Author:
Zitnik Marinka,Sosič Rok,Feldman Marcus W.,Leskovec Jure
Abstract
Phenotype robustness to environmental fluctuations is a common biological phenomenon. Although most phenotypes involve multiple proteins that interact with each other, the basic principles of how such interactome networks respond to environmental unpredictability and change during evolution are largely unknown. Here we study interactomes of 1,840 species across the tree of life involving a total of 8,762,166 protein–protein interactions. Our study focuses on the resilience of interactomes to network failures and finds that interactomes become more resilient during evolution, meaning that interactomes become more robust to network failures over time. In bacteria, we find that a more resilient interactome is in turn associated with the greater ability of the organism to survive in a more complex, variable, and competitive environment. We find that at the protein family level proteins exhibit a coordinated rewiring of interactions over time and that a resilient interactome arises through gradual change of the network topology.
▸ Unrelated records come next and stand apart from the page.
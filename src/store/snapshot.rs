//! Point-in-time snapshots of a [`MemoryStore`].
//!
//! Snapshots let an embedding application persist the in-memory store and
//! seed a fresh one after a restart. They serialize to JSON or to a compact
//! binary form.

use super::{MemoryStore, StoreError};
use crate::core::Entity;
use chrono::{DateTime, Utc};
use serde::de::DeserializeOwned;
use serde::{Deserialize, Serialize};
use std::collections::{HashMap, HashSet};
use std::sync::RwLock;
use thiserror::Error;
use uuid::Uuid;

/// Version identifier for the snapshot format
pub const SNAPSHOT_VERSION: u32 = 1;

/// Errors that can occur while taking or restoring a snapshot
#[derive(Debug, Error)]
pub enum SnapshotError {
    /// Serialization to JSON or binary format failed
    #[error("Serialization failed: {0}")]
    SerializationFailed(String),

    /// Deserialization from JSON or binary format failed
    #[error("Deserialization failed: {0}")]
    DeserializationFailed(String),

    /// Snapshot version is not supported by this version
    #[error("Unsupported snapshot version {found}, supported: {supported}")]
    UnsupportedVersion { found: u32, supported: u32 },

    /// Snapshot data failed validation
    #[error("Snapshot validation failed: {0}")]
    ValidationFailed(String),

    #[error(transparent)]
    Store(#[from] StoreError),
}

/// Serializable copy of every entity held by a store.
#[derive(Clone, Debug, Serialize, Deserialize)]
pub struct StoreSnapshot<E> {
    /// Snapshot format version
    pub version: u32,

    /// Unique snapshot identifier
    pub id: Uuid,

    /// When the snapshot was taken
    pub taken_at: DateTime<Utc>,

    pub entities: Vec<E>,
}

impl<E> StoreSnapshot<E>
where
    E: Entity + Serialize + DeserializeOwned,
{
    pub fn to_json(&self) -> Result<String, SnapshotError> {
        serde_json::to_string(self).map_err(|e| SnapshotError::SerializationFailed(e.to_string()))
    }

    pub fn from_json(json: &str) -> Result<Self, SnapshotError> {
        serde_json::from_str(json).map_err(|e| SnapshotError::DeserializationFailed(e.to_string()))
    }

    pub fn to_bytes(&self) -> Result<Vec<u8>, SnapshotError> {
        bincode::serialize(self).map_err(|e| SnapshotError::SerializationFailed(e.to_string()))
    }

    pub fn from_bytes(bytes: &[u8]) -> Result<Self, SnapshotError> {
        bincode::deserialize(bytes).map_err(|e| SnapshotError::DeserializationFailed(e.to_string()))
    }

    /// Check the format version and that no id appears twice.
    pub fn validate(&self) -> Result<(), SnapshotError> {
        if self.version != SNAPSHOT_VERSION {
            return Err(SnapshotError::UnsupportedVersion {
                found: self.version,
                supported: SNAPSHOT_VERSION,
            });
        }

        let mut seen = HashSet::with_capacity(self.entities.len());
        for entity in &self.entities {
            if !seen.insert(entity.id()) {
                return Err(SnapshotError::ValidationFailed(format!(
                    "duplicate entity id {:?}",
                    entity.id()
                )));
            }
        }
        Ok(())
    }
}

impl<E> MemoryStore<E>
where
    E: Entity + Clone + Serialize + DeserializeOwned,
{
    /// Copy every stored entity into a new snapshot.
    pub fn snapshot(&self) -> Result<StoreSnapshot<E>, SnapshotError> {
        let entities = self.entities.read().map_err(|_| StoreError::Poisoned)?;
        Ok(StoreSnapshot {
            version: SNAPSHOT_VERSION,
            id: Uuid::new_v4(),
            taken_at: Utc::now(),
            entities: entities.values().cloned().collect(),
        })
    }

    /// Build a store from a validated snapshot.
    pub fn restore(snapshot: StoreSnapshot<E>) -> Result<Self, SnapshotError> {
        snapshot.validate()?;
        let entities: HashMap<E::Id, E> = snapshot
            .entities
            .into_iter()
            .map(|entity| (entity.id().clone(), entity))
            .collect();
        Ok(Self {
            entities: RwLock::new(entities),
        })
    }
}
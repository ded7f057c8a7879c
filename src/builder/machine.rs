//! Composition root for state machines.

use crate::builder::error::{BuildError, ConfigViolation, OverrideKind};
use crate::builder::transition::TransitionBuilder;
use crate::core::{Entity, Event, HookError, Loader, Saver, State};
use crate::engine::{StateMachine, Transition, TransitionTable};
use crate::store::EntityStore;
use std::sync::Arc;
use stillwater::validation::Validation;
use stillwater::NonEmptyVec;
use tracing::{debug, warn};

/// Collects transitions and collaborators, then builds a [`StateMachine`].
///
/// The embedding application creates one of these at startup with its
/// entity store, registers every transition, and calls `build`. The result
/// cannot be reconfigured.
pub struct StateMachineConfig<E: Entity, Ev: Event, C = ()> {
    store: Arc<dyn EntityStore<E>>,
    table: TransitionTable<E, Ev, C>,
    loader: Option<Loader<E>>,
    saver: Option<Saver<E>>,
    loader_declarations: usize,
    saver_declarations: usize,
}

impl<E: Entity, Ev: Event, C: 'static> StateMachineConfig<E, Ev, C> {
    /// Start a configuration that loads and saves entities through `store`.
    pub fn new<S>(store: S) -> Self
    where
        S: EntityStore<E> + 'static,
    {
        Self {
            store: Arc::new(store),
            table: TransitionTable::new(),
            loader: None,
            saver: None,
            loader_declarations: 0,
            saver_declarations: 0,
        }
    }

    /// Register a pre-built transition.
    ///
    /// Load/save overrides declared on the transition become machine-wide.
    pub fn add(mut self, mut transition: Transition<E, Ev, C>) -> Self {
        if let Some(loader) = transition.loader.take() {
            self.set_loader(loader);
        }
        if let Some(saver) = transition.saver.take() {
            self.set_saver(saver);
        }

        debug!(
            event = transition.event().name(),
            from = transition.from().name(),
            targets = transition.targets().len(),
            "Registering transition"
        );
        self.table.register(transition);
        self
    }

    /// Build a transition and register it.
    /// Returns an error if the builder fails validation.
    pub fn transition(self, builder: TransitionBuilder<E, Ev, C>) -> Result<Self, BuildError> {
        let transition = builder.build()?;
        Ok(self.add(transition))
    }

    /// Add multiple transitions at once.
    pub fn transitions(self, transitions: Vec<Transition<E, Ev, C>>) -> Self {
        transitions
            .into_iter()
            .fold(self, |config, transition| config.add(transition))
    }

    /// Replace the store's load step for every transition.
    pub fn load_with<F>(mut self, loader: F) -> Self
    where
        F: Fn(&E::Id) -> Result<Option<E>, HookError> + Send + Sync + 'static,
    {
        self.set_loader(Arc::new(loader));
        self
    }

    /// Replace the store's save step for every transition.
    pub fn save_with<F>(mut self, saver: F) -> Self
    where
        F: Fn(&E) -> Result<(), HookError> + Send + Sync + 'static,
    {
        self.set_saver(Arc::new(saver));
        self
    }

    /// Check the whole configuration, accumulating ALL violations.
    pub fn validate(&self) -> Validation<(), NonEmptyVec<ConfigViolation>> {
        let mut checks: Vec<Validation<(), NonEmptyVec<ConfigViolation>>> = Vec::new();

        for (from, event, transitions) in self.table.entries() {
            if from.is_final() {
                checks.push(Validation::fail(ConfigViolation::TransitionFromFinalState {
                    state: from.name().to_string(),
                    event: event.name().to_string(),
                }));
            }

            let Some(first_exhaustive) = transitions.iter().position(Transition::is_exhaustive)
            else {
                continue;
            };
            for position in first_exhaustive + 1..transitions.len() {
                checks.push(Validation::fail(ConfigViolation::ShadowedTransition {
                    state: from.name().to_string(),
                    event: event.name().to_string(),
                    position,
                }));
            }
        }

        for (kind, count) in [
            (OverrideKind::BeforeAll, self.loader_declarations),
            (OverrideKind::AfterAll, self.saver_declarations),
        ] {
            if count > 1 {
                checks.push(Validation::fail(ConfigViolation::ConflictingOverride {
                    kind,
                    count,
                }));
            }
        }

        Validation::all_vec(checks).map(|_| ())
    }

    /// Build the state machine.
    /// Returns an error if nothing is registered or the configuration is invalid.
    pub fn build(self) -> Result<StateMachine<E, Ev, C>, BuildError> {
        if self.table.is_empty() {
            return Err(BuildError::NoTransitions);
        }

        if let Validation::Failure(violations) = self.validate() {
            return Err(BuildError::InvalidConfiguration {
                violations: violations.iter().cloned().collect(),
            });
        }

        Ok(StateMachine::from_parts(
            self.table,
            self.store,
            self.loader,
            self.saver,
        ))
    }

    fn set_loader(&mut self, loader: Loader<E>) {
        if self.loader.is_some() {
            warn!("Replacing previously declared before-all override");
        }
        self.loader = Some(loader);
        self.loader_declarations += 1;
    }

    fn set_saver(&mut self, saver: Saver<E>) {
        if self.saver.is_some() {
            warn!("Replacing previously declared after-all override");
        }
        self.saver = Some(saver);
        self.saver_declarations += 1;
    }
}
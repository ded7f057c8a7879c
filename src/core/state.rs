//! State and event vocabulary for state machines.
//!
//! States and events are small enumerable values. The engine indexes
//! transitions by `(state, event)`, so both must be hashable.

use serde::{Deserialize, Serialize};
use std::fmt::Debug;
use std::hash::Hash;

/// Trait for state machine states.
///
/// All methods are pure - no side effects. States are stored on entities,
/// so they must be serializable alongside the rest of the entity.
///
/// # Required Traits
///
/// - `Clone`: States are copied out of transitions onto entities
/// - `Eq` + `Hash`: States key the transition table
/// - `Debug`: States must be debuggable for diagnostics
/// - `Serialize` + `Deserialize`: States are persisted with their entity
///
/// # Example
///
/// ```rust
/// use switchyard::core::State;
/// use serde::{Deserialize, Serialize};
///
/// #[derive(Clone, PartialEq, Eq, Hash, Debug, Serialize, Deserialize)]
/// enum TicketState {
///     Opened,
///     InProgress,
///     Closed,
///     Canceled,
/// }
///
/// impl State for TicketState {
///     fn name(&self) -> &str {
///         match self {
///             Self::Opened => "Opened",
///             Self::InProgress => "InProgress",
///             Self::Closed => "Closed",
///             Self::Canceled => "Canceled",
///         }
///     }
///
///     fn is_final(&self) -> bool {
///         matches!(self, Self::Closed | Self::Canceled)
///     }
/// }
/// ```
pub trait State:
    Clone + Eq + Hash + Debug + Serialize + for<'de> Deserialize<'de> + Send + Sync + 'static
{
    /// Get the state's name for display/logging.
    fn name(&self) -> &str;

    /// Check if this is a final (terminal) state.
    ///
    /// A machine refuses to build if any transition leaves a final state.
    /// Default implementation returns `false`.
    fn is_final(&self) -> bool {
        false
    }
}

/// Trait for events that drive transitions.
///
/// ```rust
/// use switchyard::core::Event;
///
/// #[derive(Clone, PartialEq, Eq, Hash, Debug)]
/// enum TicketEvent {
///     StartWorking,
///     Decision,
/// }
///
/// impl Event for TicketEvent {
///     fn name(&self) -> &str {
///         match self {
///             Self::StartWorking => "StartWorking",
///             Self::Decision => "Decision",
///         }
///     }
/// }
/// ```
pub trait Event: Clone + Eq + Hash + Debug + Send + Sync + 'static {
    /// Get the event's name for display/logging.
    fn name(&self) -> &str;
}
//! Persistence boundary for entities.
//!
//! The engine only needs to load an entity by id and save it back. Any
//! backend that can do that implements [`EntityStore`]. [`MemoryStore`] is a
//! thread-safe in-memory implementation with JSON/binary snapshots.
//!
//! # Concurrency
//!
//! The engine does not lock entities. Two transitions on the same id can both
//! load the same version and the later save wins. Stores that need to prevent
//! lost updates should check a version on `save` and fail on mismatch, or the
//! caller should serialise calls per id.

mod memory;
pub mod snapshot;

pub use memory::MemoryStore;
pub use snapshot::{SnapshotError, StoreSnapshot, SNAPSHOT_VERSION};

use crate::core::Entity;
use std::sync::Arc;
use thiserror::Error;

/// Errors reported by an entity store.
#[derive(Debug, Error)]
pub enum StoreError {
    #[error("Store lock poisoned")]
    Poisoned,

    #[error("Store unavailable: {0}")]
    NotAvailable(String),

    #[error("Store backend failed: {0}")]
    Backend(#[source] Box<dyn std::error::Error + Send + Sync>),
}

/// Load/save collaborator used by the state machine.
pub trait EntityStore<E: Entity>: Send + Sync {
    /// Load an entity, `Ok(None)` when the id is unknown.
    fn load(&self, id: &E::Id) -> Result<Option<E>, StoreError>;

    /// Persist an entity under its own id.
    fn save(&self, entity: &E) -> Result<(), StoreError>;
}

impl<E: Entity, T: EntityStore<E> + ?Sized> EntityStore<E> for Arc<T> {
    fn load(&self, id: &E::Id) -> Result<Option<E>, StoreError> {
        (**self).load(id)
    }

    fn save(&self, entity: &E) -> Result<(), StoreError> {
        (**self).save(entity)
    }
}

impl<E: Entity, T: EntityStore<E> + ?Sized> EntityStore<E> for &T {
    fn load(&self, id: &E::Id) -> Result<Option<E>, StoreError> {
        (**self).load(id)
    }

    fn save(&self, entity: &E) -> Result<(), StoreError> {
        (**self).save(entity)
    }
}
//! Builder API for ergonomic state machine construction.
//!
//! This module provides fluent builders and macros for registering
//! transitions at startup with minimal boilerplate.

pub mod error;
pub mod machine;
pub mod macros;
pub mod transition;

pub use error::{BuildError, ConfigViolation, OverrideKind};
pub use machine::StateMachineConfig;
pub use transition::TransitionBuilder;

use crate::core::{Entity, Event, Guard};
use crate::engine::{Target, Transition};

/// Start building a transition.
pub fn transition<E, Ev, C>() -> TransitionBuilder<E, Ev, C>
where
    E: Entity,
    Ev: Event,
    C: 'static,
{
    TransitionBuilder::new()
}

/// Create an unconditional single-target transition without hooks.
///
/// # Example
///
/// ```
/// use switchyard::builder::simple_transition;
/// use switchyard::core::Entity;
/// use switchyard::{event_enum, state_enum};
///
/// state_enum! {
///     enum DoorState {
///         Closed,
///         Open,
///     }
/// }
///
/// event_enum! {
///     enum DoorEvent {
///         Push,
///     }
/// }
///
/// struct Door {
///     id: u8,
///     state: DoorState,
/// }
///
/// impl Entity for Door {
///     type State = DoorState;
///     type Id = u8;
///     fn id(&self) -> &u8 { &self.id }
///     fn state(&self) -> &DoorState { &self.state }
///     fn set_state(&mut self, state: DoorState) { self.state = state; }
/// }
///
/// let push =
///     simple_transition::<Door, _, ()>(DoorEvent::Push, DoorState::Closed, DoorState::Open);
/// assert!(push.is_exhaustive());
/// ```
pub fn simple_transition<E, Ev, C>(event: Ev, from: E::State, to: E::State) -> Transition<E, Ev, C>
where
    E: Entity,
    Ev: Event,
{
    Transition::new(event, from, vec![Target::new(to, None)])
}

/// Create a single-target transition with a guard predicate.
pub fn guarded_transition<E, Ev, C, F>(
    event: Ev,
    from: E::State,
    to: E::State,
    guard: F,
) -> Transition<E, Ev, C>
where
    E: Entity,
    Ev: Event,
    F: Fn(&E, &C) -> bool + Send + Sync + 'static,
{
    Transition::new(event, from, vec![Target::new(to, Some(Guard::new(guard)))])
}
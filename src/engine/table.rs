//! Index of transitions keyed by `(source state, event)`.

use crate::core::{Entity, Event};
use crate::engine::transition::Transition;
use std::collections::HashMap;

/// Append-only lookup table of transitions.
///
/// Filled once while a machine is configured; the machine only ever reads
/// it afterwards, so concurrent lookups are safe.
pub struct TransitionTable<E: Entity, Ev: Event, C = ()> {
    entries: HashMap<E::State, HashMap<Ev, Vec<Transition<E, Ev, C>>>>,
    len: usize,
}

impl<E: Entity, Ev: Event, C> TransitionTable<E, Ev, C> {
    pub fn new() -> Self {
        Self {
            entries: HashMap::new(),
            len: 0,
        }
    }

    /// Append a transition to the list registered under its `(from, event)`.
    pub fn register(&mut self, transition: Transition<E, Ev, C>) {
        self.entries
            .entry(transition.from.clone())
            .or_default()
            .entry(transition.event.clone())
            .or_default()
            .push(transition);
        self.len += 1;
    }

    /// Transitions registered for `(from, event)`, in registration order.
    ///
    /// Returns an empty slice when nothing is registered.
    pub fn lookup(&self, from: &E::State, event: &Ev) -> &[Transition<E, Ev, C>] {
        self.entries
            .get(from)
            .and_then(|by_event| by_event.get(event))
            .map(Vec::as_slice)
            .unwrap_or(&[])
    }

    /// Events that have at least one transition out of `from`.
    pub fn events_from(&self, from: &E::State) -> Vec<&Ev> {
        self.entries
            .get(from)
            .map(|by_event| by_event.keys().collect())
            .unwrap_or_default()
    }

    /// Every `(from, event)` key with its transitions.
    pub fn entries(&self) -> impl Iterator<Item = (&E::State, &Ev, &[Transition<E, Ev, C>])> {
        self.entries.iter().flat_map(|(from, by_event)| {
            by_event
                .iter()
                .map(move |(event, transitions)| (from, event, transitions.as_slice()))
        })
    }

    /// Number of registered transitions.
    pub fn len(&self) -> usize {
        self.len
    }

    pub fn is_empty(&self) -> bool {
        self.len == 0
    }
}

impl<E: Entity, Ev: Event, C> Default for TransitionTable<E, Ev, C> {
    fn default() -> Self {
        Self::new()
    }
}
Our findings have implications for understanding molecular network structure in the context of both evolution and environment.
Funder
National Science Foundation
HHS | National Institutes of Health
DOD | Defense Advanced Research Projects Agency
Boeing
Stanford Data Science Inititative
Chan Zuckerberg BioHub
SU | Center for Computational, Evolutionary and Human Genomics, Stanford University
John Templeton Foundation
Publisher
Proceedings of the National Academy of Sciences
Cited by
66 articles.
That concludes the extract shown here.